Hoge Raad, 23-10-2020, ECLI:NL:HR:2020:1663, 20/01538
Hoge Raad, 23-10-2020, ECLI:NL:HR:2020:1663, 20/01538
Gegevens
- Instantie
- Hoge Raad
- Datum uitspraak
- 23 oktober 2020
- Datum publicatie
- 23 oktober 2020
- ECLI
- ECLI:NL:HR:2020:1663
- Formele relaties
- In cassatie op : ECLI:NL:GHDHA:2020:2000
- Zaaknummer
- 20/01538
Inhoudsindicatie
HR verklaart het beroep in cassatie n-o.
Uitspraak
HOGE RAAD DER NEDERLANDEN
BELASTINGKAMER
Nummer 20/01538
Datum 23 oktober 2020
ARREST
in de zaak van
[X] te [Z] (hierna: belanghebbende)
tegen
de STAATSSECRETARIS VAN FINANCIËN
op het beroep in cassatie tegen de uitspraak van het Gerechtshof Den Haag van 27 maart 2020, nr. BK-19/00664 op het hoger beroep van belanghebbende tegen de uitspraak van de Rechtbank Den Haag (nr. SGR 19/1289), betreffende de aan belanghebbende over het jaar 2013 opgelegde navorderingsaanslag in de inkomstenbelasting/premie volksverzekeringen en de daarbij gegeven beschikking inzake belastingrente.
1 Beoordeling van de ontvankelijkheid van het beroep in cassatie
De griffier van de Hoge Raad heeft belanghebbende bij aangetekende brief van 8 juli 2020 gewezen op de verschuldigdheid van griffierecht en voor de betaling daarvan een termijn van vier weken gesteld. Deze brief is volgens de gegevens van Track&Trace van PostNL afgeleverd op het door belanghebbende opgegeven adres. Het griffierecht is niet binnen te gestelde termijn voldaan.
De griffier van de Hoge Raad heeft belanghebbende bij brief van 12 augustus 2020 in de gelegenheid gesteld mee te delen waarom het griffierecht niet tijdig is betaald. Hetgeen belanghebbende in zijn brief van 31 augustus 2020 aanvoert, vormt geen grond voor het oordeel dat belanghebbende niet in verzuim is geweest.

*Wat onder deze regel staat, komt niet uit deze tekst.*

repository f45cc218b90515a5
//! Revocation ledger for session tokens.
//!
//! Bridges the gap between "stateless token" and "can be logged out": a
//! signed token's bytes never change after logout, so invalidity has to be
//! recorded here and consulted on every protected call.

use chrono::{DateTime, Utc};
use serde::{Deserialize, Serialize};

use crate::collection::Collection;
use crate::error::StoreResult;

/// One revoked token.
#[derive(Debug, Clone, PartialEq, Eq, Serialize, Deserialize)]
pub struct RevocationEntry {
    /// The exact presented token string.
    pub token: String,
    pub revoked_at: DateTime<Utc>,
    /// The token's natural expiry; entries past it are sweepable, since an
    /// expired token already fails signature-window verification.
    pub expires_at: DateTime<Utc>,
}

/// Append-only set of tokens that must be rejected despite being
/// cryptographically valid.
#[derive(Debug)]
pub struct RevocationLedger {
    entries: Collection<RevocationEntry>,
}

impl RevocationLedger {
    pub fn new() -> Self {
        Self {
            entries: Collection::new("revoked-tokens"),
        }
    }

    /// Record `token` as revoked. Idempotent: revoking an already-revoked
    /// token is a no-op, including under concurrent calls.
    pub fn revoke(&self, token: &str, expires_at: DateTime<Utc>) -> StoreResult<()> {
        let entry = RevocationEntry {
            token: token.to_string(),
            revoked_at: Utc::now(),
            expires_at,
        };
        self.entries
            .insert_one_if_absent(|e| e.token == token, entry)?;
        Ok(())
    }

    /// Membership check against all ever-revoked (unswept) tokens.
    pub fn is_revoked(&self, token: &str) -> StoreResult<bool> {
        Ok(self.entries.find_one(|e| e.token == token)?.is_some())
    }

    /// Drop entries whose token has passed its natural expiry. Returns how
    /// many entries were removed.
    pub fn sweep(&self, now: DateTime<Utc>) -> StoreResult<usize> {
        let swept = self.entries.remove_where(|e| e.expires_at <= now)?;
        if swept > 0 {
            tracing::debug!(swept, "swept expired revocation entries");
        }
        Ok(swept)
    }

    pub fn len(&self) -> StoreResult<usize> {
        self.entries.count()
    }
}

impl Default for RevocationLedger {
    fn default() -> Self {
        Self::new()
    }
}

#[cfg(test)]
mod tests {
    use super::*;
    use chrono::Duration;

    #[test]
    fn revoke_then_membership() {
        let ledger = RevocationLedger::new();
        let exp = Utc::now() + Duration::hours(1);

        assert!(!ledger.is_revoked("tok-1").unwrap());
        ledger.revoke("tok-1", exp).unwrap();
        assert!(ledger.is_revoked("tok-1").unwrap());
        assert!(!ledger.is_revoked("tok-2").unwrap());
    }

    #[test]
    fn double_revoke_equals_single_revoke() {
        let ledger = RevocationLedger::new();
        let exp = Utc::now() + Duration::hours(1);

        ledger.revoke("tok-1", exp).unwrap();
        ledger.revoke("tok-1", exp).unwrap();
        assert_eq!(ledger.len().unwrap(), 1);
    }

    #[test]
    fn sweep_drops_only_expired_entries() {
        let ledger = RevocationLedger::new();
        let now = Utc::now();

        ledger.revoke("old", now - Duration::minutes(5)).unwrap();
        ledger.revoke("live", now + Duration::hours(1)).unwrap();

        assert_eq!(ledger.sweep(now).unwrap(), 1);
        assert!(!ledger.is_revoked("old").unwrap());
        assert!(ledger.is_revoked("live").unwrap());
    }

    #[test]
    fn concurrent_revokes_insert_once() {
        use std::sync::Arc;

        let ledger = Arc::new(RevocationLedger::new());
        let exp = Utc::now() + Duration::hours(1);

        let handles: Vec<_> = (0..8)
            .map(|_| {
                let ledger = Arc::clone(&ledger);
                std::thread::spawn(move || ledger.revoke("tok-1", exp).unwrap())
            })
            .collect();
        for h in handles {
            h.join().unwrap();
        }

        assert_eq!(ledger.len().unwrap(), 1);
    }
}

Het beroep in cassatie moet op grond van artikel 8:41, lid 6, Awb niet-ontvankelijk worden verklaard.
2 Proceskosten
De Hoge Raad ziet geen aanleiding voor een veroordeling in de proceskosten.
3 Beslissing
De Hoge Raad verklaart het beroep in cassatie niet-ontvankelijk.

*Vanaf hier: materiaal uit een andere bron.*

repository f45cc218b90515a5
//! Insertion-ordered in-memory collection.
//!
//! The generic primitive behind every named collection. Operations are
//! individually atomic (one lock acquisition each) and enumeration order is
//! insertion order, which is what gives the join engine its stable
//! first-match tie-break.

use std::sync::RwLock;

use crate::error::{StoreError, StoreResult};

/// A named document collection.
#[derive(Debug)]
pub struct Collection<T> {
    name: &'static str,
    rows: RwLock<Vec<T>>,
}

impl<T: Clone> Collection<T> {
    pub fn new(name: &'static str) -> Self {
        Self {
            name,
            rows: RwLock::new(Vec::new()),
        }
    }

    pub fn name(&self) -> &'static str {
        self.name
    }

    /// Append a document.
    pub fn insert_one(&self, doc: T) -> StoreResult<()> {
        self.write()?.push(doc);
        Ok(())
    }

    /// Append `doc` unless a document matching `exists` is already present.
    ///
    /// The membership check and the append happen under one write lock, so
    /// concurrent calls with the same key insert at most once. Returns whether
    /// an insert happened.
    pub fn insert_one_if_absent<P>(&self, exists: P, doc: T) -> StoreResult<bool>
    where
        P: Fn(&T) -> bool,
    {
        let mut rows = self.write()?;
        if rows.iter().any(|row| exists(row)) {
            return Ok(false);
        }
        rows.push(doc);
        Ok(true)
    }

    /// First document matching the predicate, in insertion order.
    pub fn find_one<P>(&self, pred: P) -> StoreResult<Option<T>>
    where
        P: Fn(&T) -> bool,
    {
        Ok(self.read()?.iter().find(|row| pred(row)).cloned())
    }

    /// All documents matching the predicate, in insertion order.
    pub fn find<P>(&self, pred: P) -> StoreResult<Vec<T>>
    where
        P: Fn(&T) -> bool,
    {
        Ok(self
            .read()?
            .iter()
            .filter(|row| pred(row))
            .cloned()
            .collect())
    }

    /// Apply `update` to the first document matching `pred`.
    ///
    /// Returns whether a document was updated.
    pub fn update_one<P, U>(&self, pred: P, update: U) -> StoreResult<bool>
    where
        P: Fn(&T) -> bool,
        U: FnOnce(&mut T),
    {
        let mut rows = self.write()?;
        match rows.iter_mut().find(|row| pred(&**row)) {
            Some(row) => {
                update(row);
                Ok(true)
            }
            None => Ok(false),
        }
    }

    /// Remove every document matching the predicate; returns how many went.
    pub fn remove_where<P>(&self, pred: P) -> StoreResult<usize>
    where
        P: Fn(&T) -> bool,
    {
        let mut rows = self.write()?;
        let before = rows.len();
        rows.retain(|row| !pred(row));
        Ok(before - rows.len())
    }

    pub fn count(&self) -> StoreResult<usize> {
        Ok(self.read()?.len())
    }

    fn read(&self) -> StoreResult<std::sync::RwLockReadGuard<'_, Vec<T>>> {
        self.rows
            .read()
            .map_err(|_| StoreError::unavailable(format!("collection '{}' lock poisoned", self.name)))
    }

    fn write(&self) -> StoreResult<std::sync::RwLockWriteGuard<'_, Vec<T>>> {
        self.rows
            .write()
            .map_err(|_| StoreError::unavailable(format!("collection '{}' lock poisoned", self.name)))
    }
}
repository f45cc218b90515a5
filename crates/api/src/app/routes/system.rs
use axum::http::StatusCode;

pub async fn health() -> StatusCode {
    StatusCode::OK
}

Dit arrest is gewezen door de raadsheer J. Wortel als voorzitter, en de raadsheren A.F.M.Q. Beukers-van Dooren en P.A.G.M. Cools, in tegenwoordigheid van de waarnemend griffier F. Treuren, en in het openbaar uitgesproken op 23 oktober 2020.
Het door belanghebbende als griffierecht betaalde bedrag van € 131 wordt door de griffier van de Hoge Raad aan belanghebbende teruggegeven.